A new video, produced by the Vermont Folklife Center and an Abenaki advisory group, aims to help Vermont educators teach about the state’s native culture.

VPR’s Susan Keese reports.

(Keese) The video opens with birdsong, then a drumming, like the sound of a roughed grouse in the woods. In the scenes that follow, modern Abenakis talk about their culture. They engage in customs that have tied them to their roots, even while some kept their identities hidden – families out ice fishing or berry picking. A grandmother teaching her grandsons to hunt.

When the lights come on, half a dozen Abenaki educators take turns speaking. Sitting in a horseshoe around them are teachers from all over the state. They’ve come looking for advice on weaving the native culture into their teachings about Vermont.

Middle school science teacher Lynn Murphy, one of the Abenakis in the video, says she likes the fact that it portrays a living culture:

(Murphy) "What happens in classrooms, what happens in history books… is that we cease to exist after a certain point. We never come into the twenty-first century. And this movie clearly puts us in today’s world. We are real people, we do real things – I wear a dress, I drive a car. I don’t come in regalia. I am an Indian. That doesn’t mean I am not normal."

(Keese) In the video, Murphy’s mother and daughter gather balsam sap for burns.
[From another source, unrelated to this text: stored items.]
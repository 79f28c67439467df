//! Operator display collaborator
//!
//! The original deployment mirrored progress onto an LCD/console. The
//! daemon only depends on this narrow sink; the default implementation
//! routes everything through the logger.

use crate::mac::{CoordState, NetworkInfo};
use std::time::Duration;

/// Display update points surfaced by the collector and OAD engine
pub trait DisplaySink: Send + Sync {
    fn network_update(&self, restored: bool, info: &NetworkInfo);
    fn state_change(&self, state: CoordState);
    fn device_joined(&self, short_addr: u16);
    fn config_response(&self, short_addr: u16);
    fn device_not_responding(&self, short_addr: u16);
    fn firmware_version(&self, short_addr: u16, version: &str);
    fn oad_progress(&self, short_addr: u16, block: u16, total: u16, elapsed: Duration);
    fn oad_complete(&self, short_addr: u16, total: u16, elapsed: Duration);
}

/// Log-backed display
pub struct LogDisplay;

impl DisplaySink for LogDisplay {
    fn network_update(&self, restored: bool, info: &NetworkInfo) {
        log::info!(
            "Network {}: pan 0x{:04X} channel {} fh={}",
            if restored { "restored" } else { "started" },
            info.device.pan_id,
            info.channel,
            info.fh_enabled
        );
    }

    fn state_change(&self, state: CoordState) {
        log::info!("Coordinator state: {:?}", state);
    }

    fn device_joined(&self, short_addr: u16) {
        log::info!("Device 0x{:04X} joined", short_addr);
    }

    fn config_response(&self, short_addr: u16) {
        log::info!("Device 0x{:04X} configured", short_addr);
    }

    fn device_not_responding(&self, short_addr: u16) {
        log::warn!("Device 0x{:04X} not responding", short_addr);
    }

    fn firmware_version(&self, short_addr: u16, version: &str) {
        log::info!("Device 0x{:04X} firmware: {}", short_addr, version);
    }

    fn oad_progress(&self, short_addr: u16, block: u16, total: u16, elapsed: Duration) {
        log::info!(
            "OAD 0x{:04X}: block {}/{} ({}s)",
            short_addr,
            block + 1,
            total,
            elapsed.as_secs()
        );
    }

    fn oad_complete(&self, short_addr: u16, total: u16, elapsed: Duration) {
        log::info!(
            "OAD 0x{:04X}: transfer of {} blocks complete in {}s",
            short_addr,
            total,
            elapsed.as_secs()
        );
    }
}
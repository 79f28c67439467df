//! Serial transport to the MAC co-processor

use crate::error::Result;
use serialport::{DataBits, FlowControl, Parity, SerialPort, StopBits};
use std::io::{Read, Write};
use std::time::Duration;

/// UART wrapper carrying the co-processor link
pub struct SerialTransport {
    port: Box<dyn SerialPort>,
}

impl SerialTransport {
    /// Open the co-processor port, 8N1, no flow control.
    pub fn open(path: &str, baud_rate: u32) -> Result<Self> {
        let port = serialport::new(path, baud_rate)
            .data_bits(DataBits::Eight)
            .parity(Parity::None)
            .stop_bits(StopBits::One)
            .flow_control(FlowControl::None)
            .timeout(Duration::from_millis(50))
            .open()?;

        log::info!("Opened co-processor port {} at {} baud", path, baud_rate);

        Ok(SerialTransport { port })
    }

    pub fn write_all(&mut self, data: &[u8]) -> Result<()> {
        self.port.write_all(data)?;
        Ok(())
    }

    pub fn flush(&mut self) -> Result<()> {
        self.port.flush()?;
        Ok(())
    }
}

impl Read for SerialTransport {
    fn read(&mut self, buf: &mut [u8]) -> std::io::Result<usize> {
        self.port.read(buf)
    }
}
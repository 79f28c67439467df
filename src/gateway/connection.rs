//! Gateway client connection record
//!
//! One record per accepted socket, owned by the connection registry. The
//! `busy`/`dead` flags drive the broadcast scan and the handler's teardown
//! ordering; both are only flipped through registry methods that hold the
//! registry lock.

use crate::error::{Error, Result};
use parking_lot::Mutex;
use std::io::Write;
use std::net::TcpStream;
use std::sync::atomic::{AtomicBool, Ordering};

/// One gateway client connection
pub struct GatewayConnection {
    pub id: u32,
    pub dbg_name: String,
    writer: Mutex<TcpStream>,
    busy: AtomicBool,
    dead: AtomicBool,
}

impl GatewayConnection {
    pub fn new(id: u32, writer: TcpStream) -> Self {
        Self {
            id,
            dbg_name: format!("connection-{id}"),
            writer: Mutex::new(writer),
            busy: AtomicBool::new(false),
            dead: AtomicBool::new(false),
        }
    }

    /// Write a complete frame to the client. Never called under the
    /// registry lock.
    pub fn send(&self, bytes: &[u8]) -> Result<()> {
        let mut writer = self.writer.lock();
        writer.write_all(bytes).map_err(|_| Error::TransportDead)
    }

    pub fn is_busy(&self) -> bool {
        self.busy.load(Ordering::Relaxed)
    }

    pub fn is_dead(&self) -> bool {
        self.dead.load(Ordering::Relaxed)
    }

    pub(super) fn set_busy(&self, busy: bool) {
        self.busy.store(busy, Ordering::Relaxed);
    }

    pub(super) fn set_dead(&self) {
        self.dead.store(true, Ordering::Relaxed);
    }
}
In her classes, Murphy uses ethno-botany to get middle schoolers thinking about her culture and their own. Students start by studying plants used in their own families – garlic, cooking herbs. They learn that almost everyone has a culture that connects in some way to nature:

(Murphy) "If you show them how their culture has these important things in it and my culture has these important things in it and they’re basically the same, that makes a connection for them."

(Keese) Judy Dow is a teacher of Abenaki descent. She teaches nature-based workshops and advises schools on cultural diversity and sensitivity. Dow offers hints on spotting stereotypes in books common in libraries and schools:

(Dow) "Often you’ll see them using things that were pre-contact but the story’s written post-contact. So the illustrations may show a variety of historical inaccuracies, stereotyping, different simplistic lifestyles. So you want to be aware of the illustrations and you want to be aware of the text also. Is there demeaning language or are women portrayed as inferior to men? The vocabulary is another area to be concerned with. Is it written in broken English that portrays someone as being not intelligent?"

(Keese) The teachers are given copies of Oyate, a catalogue of books written and illustrated by native Americans. Dow suggests inviting Abenakis into the classroom to tell their own stories.

Greg Sharrow agrees. He’s the Vermont Folklife center’s director of education, and a co-producer of the video:

(Sharrow) "The video is a snapshot, but the people who can talk most powerfully about what it means to be an Abenaki in today’s world are Abenaki people. And there are plenty of people around who have a lot to say and a lot to share and are eager to have that opportunity."

(Keese) At the workhop’s end Marge Bruchac, an Abenaki anthropologist and author, leads a friendship dance. (Sound of music and dancing.)

For Vermont Public Radio I’m Susan Keese in Montpelier.